Research published in The Lancet Psychiatry found that children’s post-Covid risk trajectories were distinct from those of adults.
Children infected with SARS-CoV-2 did not show an increased risk of developing mood or anxiety disorders in the six months following infection.
“an increased risk of cognitive deficit, insomnia, intracranial hemorrhage, ischaemic stroke, nerve, nerve root, and plexus disorders, psychotic disorders, and epilepsy or seizures,” however.
The risk horizon and time to equal incidence for cognitive deficit in children was fixed at 75 days, in contrast to adults (491 days).
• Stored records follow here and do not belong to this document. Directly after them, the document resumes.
#[cfg(test)]
mod tests {
    use super::*;
    use clap::Parser;

    fn record(page: u32, district: &str, name: &str, c: u64, r: u64, t: u64) -> PageRecord {
        PageRecord {
            page_number: Some(page),
            district: district.to_string(),
            voting_type: "선거일 (Election Day)".to_string(),
            candidate_votes: vec![CandidateVote {
                candidate_name: name.to_string(),
                classified_votes: c,
                reconfirm_votes: r,
                total_votes: t,
            }],
            valid_votes: t,
            invalid_votes: 1,
            total_votes: t + 1,
        }
    }

    fn args(argv: &[&str]) -> Args {
        let mut v = vec!["tallyaudit"];
        v.extend_from_slice(argv);
        Args::parse_from(v)
    }

    #[test]
    fn summary_json() {
        let records = vec![
            record(30, "애월읍", "이재명", 100, 5, 105),
            record(31, "애월읍", "이재명", 10, 0, 12),
        ];
        let js = build_summary_js("test", &["이재명".to_string()], &records);
        assert_eq!(js["pages"], json!(2));
        assert_eq!(js["districts"].as_array().map(|a| a.len()), Some(1));
        assert_eq!(js["districts"][0]["grandTotal"], json!(119));
        assert_eq!(
            js["districts"][0]["votesByCandidate"][0],
            json!({"candidate": "이재명", "classified": 110, "reconfirm": 5, "total": 117})
        );
        assert_eq!(js["candidates"][0]["totals"]["total"], json!(117));
        assert_eq!(js["votingTypes"][0]["pages"], json!(2));
        assert_eq!(js["discrepancies"][0]["pageNumber"], json!(31));
    }

    #[test]
    fn candidate_selection() {
        let config = AuditConfig::default();
        assert_eq!(selected_candidates(&args(&[]), &config).len(), 5);
        assert_eq!(
            selected_candidates(&args(&["--candidates", "김문수", "--candidates", "이재명"]), &config),
            vec!["김문수".to_string(), "이재명".to_string()]
        );
        assert!(selected_candidates(&args(&["--candidates", ""]), &config).is_empty());
    }

    #[test]
    fn export_path_defaults() {
        let config = AuditConfig::default();
        assert_eq!(
            export_path(&args(&[]), &config, 2),
            Path::new(".").join("21대대선_심사집계부_2명.csv")
        );
        assert_eq!(
            export_path(&args(&["--out", "a.csv"]), &config, 2),
            PathBuf::from("a.csv")
        );
    }

    #[test]
    fn run_from_records() {
        let dir = tempfile::tempdir().unwrap();
        let records_p = dir.path().join("records.json");
        let csv_p = dir.path().join("out.csv");
        let summary_p = dir.path().join("summary.json");
        io_records::write_records(
            records_p.to_str().unwrap(),
            &[record(1, "한림읍", "이재명", 100, 5, 105)],
        )
        .unwrap();

        let a = args(&[
            "--records-in",
            records_p.to_str().unwrap(),
            "--out",
            csv_p.to_str().unwrap(),
            "--summary",
            summary_p.to_str().unwrap(),
            "--candidates",
            "이재명",
        ]);
        run_audit(&a).unwrap();

        let csv_text = fs::read_to_string(&csv_p).unwrap();
        assert!(csv_text.starts_with('\u{feff}'));
        assert!(csv_text.contains("\"한림읍\""));
        assert!(dir.path().join("out.xlsx").exists());

        // The summary just written is its own reference.
        let a2 = args(&[
            "--records-in",
            records_p.to_str().unwrap(),
            "--out",
            csv_p.to_str().unwrap(),
            "--candidates",
            "이재명",
            "--reference",
            summary_p.to_str().unwrap(),
        ]);
        assert!(run_audit(&a2).is_ok());
    }

    #[test]
    fn written_summary_reads_back_identical() {
        let selected = vec!["이재명".to_string()];
        let mut mismatches = 0;
        for classified in 1..3000u64 {
            for reconfirm in [1u64, 3, 7, 11] {
                let records = vec![record(
                    1,
                    "한림읍",
                    "이재명",
                    classified,
                    reconfirm,
                    classified + reconfirm,
                )];
                let written =
                    serde_json::to_string_pretty(&build_summary_js("test", &selected, &records)).unwrap();
                let read: JSValue = serde_json::from_str(&written).unwrap();
                if serde_json::to_string_pretty(&read).unwrap() != written {
                    mismatches += 1;
                }
            }
        }
        assert_eq!(mismatches, 0);
    }

    #[test]
    fn page_window_from_args() {
        assert_eq!(page_window(&args(&[])), (None, None));
        assert_eq!(page_window(&args(&["--start", "27"])), (Some(27), None));
        assert_eq!(
            page_window(&args(&["--start", "27", "--end", "168"])),
            (Some(27), Some(168))
        );
        assert_eq!(page_window(&args(&["--sample", "10"])), (None, Some(10)));
        assert_eq!(
            page_window(&args(&["--start", "27", "--sample", "3"])),
            (Some(27), Some(29))
        );
        assert_eq!(
            page_window(&args(&["--start", "27", "--end", "28", "--sample", "3"])),
            (Some(27), Some(28))
        );
    }

    #[test]
    fn reference_mismatch_fails() {
        let dir = tempfile::tempdir().unwrap();
        let records_p = dir.path().join("records.json");
        let ref_p = dir.path().join("reference.json");
        io_records::write_records(
            records_p.to_str().unwrap(),
            &[record(1, "한림읍", "이재명", 100, 5, 105)],
        )
        .unwrap();
        fs::write(&ref_p, "{\"pages\": 7}").unwrap();
        let a = args(&[
            "--records-in",
            records_p.to_str().unwrap(),
            "--out",
            dir.path().join("out.csv").to_str().unwrap(),
            "--reference",
            ref_p.to_str().unwrap(),
        ]);
        assert!(run_audit(&a).is_err());
    }

    #[test]
    fn no_pdf_input() {
        let dir = tempfile::tempdir().unwrap();
        let p = dir.path().join("notes.txt");
        fs::write(&p, "hello").unwrap();
        let a = args(&[p.to_str().unwrap()]);
        assert!(matches!(run_audit(&a), Err(AuditError::MissingInput {})));
    }
}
The study concluded, “Children have a more benign overall profile of psychiatric risk than do adults and older adults,” but their sustained higher risk of some diagnoses is cause for concern.
Dementia, epilepsy, and seizures were among the most common neurological and psychiatric diagnoses given to older adults, and these conditions were strongly associated with an increased risk of death in both cohorts.
Risks of ischaemic stroke, epilepsy or seizures, cognitive deficit, insomnia, and anxiety disorders all went up and mortality rates went up shortly after the emergence of the delta variant.
The study, led by researchers from the University of Oxford in the UK, found that while the death rate was lower with Omicron than it had been prior to the variant’s emergence, the risks of neurological and psychiatric outcomes were unchanged.
An estimated 89 million patients’ health records were de-identified and pooled from hospital, primary care, and specialty care providers around the world for use in the observational study, which used the “TriNetX” electronic health records network (mostly from the US, but also from Australia, the UK, Spain, Bulgaria, India, Malaysia, and Taiwan).
The increased incidence of mood and anxiety disorders in people diagnosed with Covid-19 was found to be transitory, with no overall excess of these diagnoses compared with other respiratory infections, according to an analysis of retrospective cohort studies that spanned 2 years.
On the other hand, there was a consistent elevated risk of psychotic disorder, cognitive impairment, dementia, and epilepsy/seizures.
The researchers warned that the burden on the health-care system could continue even with variants that are less severe in other respects because of the similarities between the neurological and psychiatric outcomes during the Delta and Omicron waves.